Safer Floating Tanker Enters Pre-Disaster Phase!
Safer floating tanker, in the Red Sea, loaded with hundreds of thousands of barrels of crude oil, approaches a very critical stage. The risk of leakage warns of a massive environmental catastrophe closer than ever before, at a time when the United Nations is eluding to intervene to solve the crisis resulting from the Saudi blockade. The technical condition of the ship “Safer”, which is floating off the Ras Issa oil port, north of the Yemeni city of Hodeidah, has deteriorated to a pre-disaster level.
Safer, which has been carrying more than 1.1 million barrels of Safer light crude since the start of 2015 without regular maintenance, has begun to seep into seawater at a significant rate. This happens when the valves for preventing water from leaking out of work, and the devices for suctioning the water out of work.

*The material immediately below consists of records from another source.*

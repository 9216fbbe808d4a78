//! # World: The Flat Entity List
//!
//! The [`World`] owns every [`Entity`] in one `Vec`. The hierarchy is not a
//! tree of boxes: each entity's [`Spatial`](crate::spatial::Spatial) holds
//! an optional [`EntityId`] naming its parent, and nothing else links them.
//!
//! ```text
//!   entities: [ sphere0 … sphere7, camera, cube, cylinder, pivot, … ]
//!                  │                 │        ▲      │  ▲        ▲
//!                  └── parent ───────┼────────┼──────┘  │        │
//!                                    │        └─ parent ┘        │
//!                                    └────────── parent ─────────┘
//! ```
//!
//! List order is pass order: [`update`](World::update) and
//! [`render`](World::render) walk front to back, and each entity walks its
//! own components front to back. Because parents can appear after their
//! children, a child may be updated before its parent in the same frame;
//! world transforms are resolved at render time, after every update has run,
//! so that never shows on screen.
//!
//! ## World Transforms
//!
//! [`transformation`](World::transformation) composes
//! `… × grandparent.local × parent.local × local` by walking the parent
//! chain on every call. Nothing is cached.
//!
//! ## Comparison
//!
//! - **Bevy**: `Parent` / `Children` components and a transform propagation
//!   system that writes `GlobalTransform` once per frame.
//! - **Godot**: a real node tree; the tree owns the children.

use std::collections::HashMap;

use crate::entity::Entity;
use crate::error::{OrreryError, Result};
use crate::input::Input;
use crate::math::{Color, Mat4, Vec3};
use crate::render::{RenderBackend, RenderState};

/// Index of an entity in its [`World`].
#[derive(Debug, Clone, Copy, PartialEq, Eq, Hash, PartialOrd, Ord)]
pub struct EntityId(pub(crate) usize);

impl EntityId {
    /// Position in the world's pass order.
    pub fn index(self) -> usize {
        self.0
    }
}

/// Owns every entity and drives the per-frame passes.
#[derive(Debug, Default)]
pub struct World {
    entities: Vec<Entity>,
    /// Named entity lookup: name → entity.
    names: HashMap<String, EntityId>,
}

impl World {
    pub fn new() -> Self {
        Self::default()
    }

    /// Append an entity. It runs after every entity already in the world.
    pub fn add_entity(&mut self, mut entity: Entity) -> EntityId {
        let id = EntityId(self.entities.len());
        if let Some(parent) = entity.spatial.parent() {
            if parent.0 >= self.entities.len() {
                log::warn!("Entity {id:?} arrived with unknown parent {parent:?}; detached");
                entity.spatial.set_parent(None);
            }
        }
        if let Some(name) = entity.name() {
            if self.names.contains_key(name) {
                log::warn!("Entity name '{name}' is already taken; lookup keeps the first");
            } else {
                self.names.insert(name.to_owned(), id);
            }
        }
        self.entities.push(entity);
        id
    }

    /// Append several entities, in order.
    pub fn add_entities(&mut self, entities: impl IntoIterator<Item = Entity>) -> Vec<EntityId> {
        entities.into_iter().map(|e| self.add_entity(e)).collect()
    }

    pub fn len(&self) -> usize {
        self.entities.len()
    }

    pub fn is_empty(&self) -> bool {
        self.entities.is_empty()
    }

    pub fn get(&self, id: EntityId) -> Option<&Entity> {
        self.entities.get(id.0)
    }

    pub fn get_mut(&mut self, id: EntityId) -> Option<&mut Entity> {
        self.entities.get_mut(id.0)
    }

    /// Look an entity up by the name it was given with
    /// [`Entity::named`].
    pub fn find(&self, name: &str) -> Option<EntityId> {
        self.names.get(name).copied()
    }

    /// Entities in pass order.
    pub fn iter(&self) -> impl Iterator<Item = (EntityId, &Entity)> {
        self.entities.iter().enumerate().map(|(i, e)| (EntityId(i), e))
    }

    /// The first entity carrying a [`Lens`](crate::camera::Lens).
    pub fn camera(&self) -> Option<EntityId> {
        self.iter().find(|(_, e)| e.lens().is_some()).map(|(id, _)| id)
    }

    /// The first entity carrying a [`PointLight`](crate::light::PointLight).
    pub fn light(&self) -> Option<EntityId> {
        self.iter().find(|(_, e)| e.light().is_some()).map(|(id, _)| id)
    }

    /// Express `child` relative to `parent`, or detach it with `None`.
    ///
    /// Fails if either id is unknown or if `parent` is `child` or one of its
    /// descendants.
    pub fn set_parent(&mut self, child: EntityId, parent: Option<EntityId>) -> Result<()> {
        self.check(child)?;
        if let Some(parent) = parent {
            self.check(parent)?;
            let mut cursor = Some(parent);
            while let Some(ancestor) = cursor {
                if ancestor == child {
                    return Err(OrreryError::ParentCycle { child, parent });
                }
                cursor = self.entities[ancestor.0].spatial.parent();
            }
        }
        self.entities[child.0].spatial.set_parent(parent);
        Ok(())
    }

    /// World transform of `id`: every ancestor's local matrix composed with
    /// its own, root first.
    pub fn transformation(&self, id: EntityId) -> Option<Mat4> {
        let entity = self.get(id)?;
        let mut matrix = entity.spatial.local_matrix();
        let mut cursor = entity.spatial.parent();
        let mut depth = 0;
        while let Some(parent) = cursor {
            let Some(ancestor) = self.get(parent) else {
                log::warn!("Entity {id:?} has a dangling parent {parent:?}");
                break;
            };
            depth += 1;
            if depth > self.entities.len() {
                log::error!("Parent chain of {id:?} does not terminate");
                break;
            }
            matrix = ancestor.spatial.local_matrix() * matrix;
            cursor = ancestor.spatial.parent();
        }
        Some(matrix)
    }

    /// Translation column of [`transformation`](Self::transformation).
    pub fn world_translation(&self, id: EntityId) -> Option<Vec3> {
        self.transformation(id).map(|m| m.w_axis.truncate())
    }

    /// Update every entity, in list order.
    pub fn update(&mut self, delta: f32, input: &Input) {
        for entity in &mut self.entities {
            entity.update(delta, input);
        }
    }

    /// Render every entity, in list order. Must follow [`update`](Self::update)
    /// within a frame.
    pub fn render(&self, backend: &mut dyn RenderBackend, state: &RenderState) {
        for (id, entity) in self.iter() {
            let world = self.transformation(id).unwrap_or(Mat4::IDENTITY);
            entity.render(backend, state, world);
        }
    }

    /// Capture the frame's [`RenderState`], start the frame on `backend`
    /// and render every entity into it.
    pub fn draw_frame(&self, backend: &mut dyn RenderBackend, aspect: f32, clear_color: Color) -> RenderState {
        let state = RenderState::capture(self, aspect, clear_color);
        backend.begin_frame(&state);
        self.render(backend, &state);
        state
    }

    fn check(&self, id: EntityId) -> Result<()> {
        if id.0 < self.entities.len() {
            Ok(())
        } else {
            Err(OrreryError::UnknownEntity(id))
        }
    }
}
//! # Orrery: A Small Scene-Graph Demo
//!
//! A hierarchy of entities, each a [`Spatial`](spatial::Spatial) plus an
//! ordered list of [`Component`](component::Component)s, updated and
//! rendered once per frame. Parents are plain ids into the
//! [`World`](world::World)'s flat entity list; world transforms are composed
//! on demand.
//!
//! Rendering goes through the [`RenderBackend`](render::RenderBackend)
//! trait. The `window` feature (on by default) provides a wgpu backend and a
//! winit frame loop; without it the crate is headless and draws into a
//! [`CommandRecorder`](render::CommandRecorder).
//!
//! Start with `use orrery::prelude::*` and build the demo with
//! [`World::create`](world::World::create).

pub mod asset;
pub mod camera;
pub mod component;
pub mod config;
pub mod entity;
pub mod error;
pub mod input;
pub mod light;
pub mod material;
pub mod math;
pub mod mesh;
pub mod prelude;
pub mod render;
pub mod scene;
pub mod spatial;
pub mod time;
pub mod world;

#[cfg(feature = "window")]
pub mod app;
#[cfg(feature = "window")]
pub(crate) mod window;

pub use error::{OrreryError, Result};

A shipping source in Hodeidah confirmed that the ship’s local technical team is making attempts to avoid an environmental catastrophe that will have major repercussions and will affect all countries of the Red Sea. The source indicated that there is more than one danger threatening the ship; The first is the leakage of water into the ship, and the other is the exhaustion of the inert gas that keeps the ship from fire or exploding. This is preventing any maintenance to be carried out before the ship is discharged from the oil shipment to defuse the danger as necessary before performing the maintenance procedure.
The source denied the existence of an oil spill currently in large quantities, but indicated that there is a slight leak that began days ago from Tank No. 3, and he did not rule out the development of the risk of this leakage.
Sources in the Yemen Oil Company “Safer”, which owns the ship, confirmed recently that the ship is in the stage of real danger, it called for sending a ship equipped and capable of withdrawing quantities of oil as necessary to ward off the risk of the ship exploding, before any discussion of maintenance.
In the past few months, Sana’a sought to resolve the issue by communicating with a number of countries, and asked China, Russia and Germany to participate in the maintenance of the ship, but it finally backed away from its demands for the necessity of a third party to do the maintenance.
According to diplomatic sources in Sanaa, on August 15 the Ministry of Foreign Affairs in Sana’a granted the international special technical team entry visas, and there is no longer any justification for the United Nations to evade its responsibility.
The source pointed out that Sana’a had dropped all the excuses of the United Nations and the countries of aggression regarding the issue, but since the entry visas were granted, the discussion of the UN technical team and its visit to the ship has disappeared.